Actual multifaceted human people Lars and Sadie
The show doesn’t even fall prey to making its other male characters monstrous jerks – Steven still has a good relationship with his father, who respects the Gems even if he’s nervous about their more dangerous missions; Lars’ occasionally jerkish behavior is just awkward teenagerhood from which a light at the end of the tunnel occasionally emerges (and Sadie’s had her share of being an accidental jerk back).
What I’m saying is, it’s not married to the idea of roles, or what a ‘male’ or ‘female’ version of a character or narrative device would look like (you see this a lot in shows that take up genderswapping episodes, where all of a sudden the main character equivalents have adopted every hobby and personality trait traditionally associated with their new physical sex).

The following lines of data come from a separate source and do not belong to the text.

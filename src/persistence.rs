//! Saving and loading network parameters
//!
//! The network is written with burn's named MessagePack recorder, next to a
//! small JSON file describing the run that produced it:
//! - `<path>.mpk`: network weights
//! - `<path>.meta.json`: [`ModelMetadata`]

use std::path::{Path, PathBuf};

use burn::{
    module::Module,
    record::{FullPrecisionSettings, NamedMpkFileRecorder, Recorder},
    tensor::backend::Backend,
};
use serde::{Deserialize, Serialize};

use crate::{error::PersistenceError, model::QNet};

/// Information saved alongside the weights
#[derive(Debug, Clone, PartialEq, Serialize, Deserialize)]
pub struct ModelMetadata {
    /// Best score reached when the model was saved
    pub record: u32,
    /// Games played when the model was saved
    pub games_played: u32,
    /// Hidden layer width the weights were trained with
    pub hidden_size: usize,
    /// Crate version that wrote the files
    pub version: String,
}

impl ModelMetadata {
    pub fn new(record: u32, games_played: u32, hidden_size: usize) -> Self {
        Self {
            record,
            games_played,
            hidden_size,
            version: env!("CARGO_PKG_VERSION").to_string(),
        }
    }
}

/// Storage for the best network found so far
pub trait ModelStore<B: Backend> {
    /// Persist `model`, replacing whatever was stored before
    fn save(&mut self, model: &QNet<B>, meta: &ModelMetadata) -> Result<(), PersistenceError>;

    /// Load stored parameters into `model`
    fn load(&self, model: QNet<B>, device: &B::Device) -> Result<QNet<B>, PersistenceError>;
}

/// A [`ModelStore`] backed by two files on disk
#[derive(Debug, Clone)]
pub struct FileStore {
    path: PathBuf,
}

impl FileStore {
    /// `path` is the common stem of both files; extensions are added
    pub fn new(path: impl Into<PathBuf>) -> Self {
        Self { path: path.into() }
    }

    pub fn weights_path(&self) -> PathBuf {
        self.path.with_extension("mpk")
    }

    pub fn metadata_path(&self) -> PathBuf {
        self.path.with_extension("meta.json")
    }

    /// Read the metadata of the stored model
    pub fn metadata(&self) -> Result<ModelMetadata, PersistenceError> {
        let path = self.metadata_path();
        if !path.exists() {
            return Err(PersistenceError::NotFound(path));
        }
        let json = std::fs::read_to_string(path)?;
        Ok(serde_json::from_str(&json)?)
    }
}

fn create_parent(path: &Path) -> Result<(), PersistenceError> {
    match path.parent() {
        Some(parent) if !parent.as_os_str().is_empty() => Ok(std::fs::create_dir_all(parent)?),
        _ => Ok(()),
    }
}

impl<B: Backend> ModelStore<B> for FileStore {
    fn save(&mut self, model: &QNet<B>, meta: &ModelMetadata) -> Result<(), PersistenceError> {
        create_parent(&self.path)?;

        let recorder = NamedMpkFileRecorder::<FullPrecisionSettings>::new();
        recorder
            .record(model.clone().into_record(), self.path.clone())
            .map_err(|e| PersistenceError::Recorder(e.to_string()))?;

        let json = serde_json::to_string_pretty(meta)?;
        std::fs::write(self.metadata_path(), json)?;

        Ok(())
    }

    fn load(&self, model: QNet<B>, device: &B::Device) -> Result<QNet<B>, PersistenceError> {
        let weights = self.weights_path();
        if !weights.exists() {
            return Err(PersistenceError::NotFound(weights));
        }
        if let Ok(meta) = self.metadata() {
            if meta.hidden_size != model.hidden_size() {
                return Err(PersistenceError::Incompatible(format!(
                    "hidden size {} was saved, {} is configured",
                    meta.hidden_size,
                    model.hidden_size()
                )));
            }
        }

        let recorder = NamedMpkFileRecorder::<FullPrecisionSettings>::new();
        let record = recorder
            .load(self.path.clone(), device)
            .map_err(|e| PersistenceError::Recorder(e.to_string()))?;

        Ok(model.load_record(record))
    }
}
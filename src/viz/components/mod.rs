mod board;
mod help;
mod logs;
mod plot;

use crossterm::event::Event;
use ratatui::widgets::WidgetRef;

pub use board::BoardSnapshot;
pub use help::render_help;
pub use logs::Logs;
pub use plot::Plots;

/// A widget that can react to terminal events
pub trait Component: WidgetRef {
    /// Returns whether the event was consumed
    fn handle_ui_event(&mut self, event: &Event) -> bool;
}
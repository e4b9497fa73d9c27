use rand::{rngs::StdRng, SeedableRng};

/// Asserts that a numerical value is in the provided interval `[a,b]` and panics
/// with a helpful message if not
///
/// ### Example
/// ```should_panic
/// # use snake_rl::assert_interval;
/// let value = 2.0;
/// assert_interval!(value, 0.0, 1.0);
/// ```
/// This will panic with the message "Invalid value for \`value\`. Must be in the interval \[0, 1\]."
#[macro_export]
macro_rules! assert_interval {
    ($var:expr, $a:expr, $b:expr) => {
        assert!(
            $var >= $a && $var <= $b,
            "Invalid value for `{}`. Must be in the interval [{}, {}].",
            stringify!($var),
            $a,
            $b,
        );
    };
}

/// Random stream used for food placement
pub const GAME_STREAM: u64 = 0x5eed_0001;
/// Random stream used for exploration and replay sampling
pub const AGENT_STREAM: u64 = 0x5eed_0002;

/// Build the random number generator for one stream of a run
///
/// With a seed, every stream is reproducible and independent of the others.
/// Without one, the generator is seeded from OS entropy.
pub fn seeded_rng(seed: Option<u64>, stream: u64) -> StdRng {
    match seed {
        Some(seed) => StdRng::seed_from_u64(seed ^ stream),
        None => StdRng::from_entropy(),
    }
}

Steven’s love of action figures and action movies and birthday parties and Sailor Moon are all completely fine in the story’s eye; more importantly, they’re all completely neutral, with nothing marked as a Boy Thing or a Girl Thing and no transgressive hobby shaming to be found (he’s also the healer, a talent almost always given to female characters). They’re all just things, like we’re all just people, and Steven Universe is prepared to think that concept through and put it into action. The world could use more of that.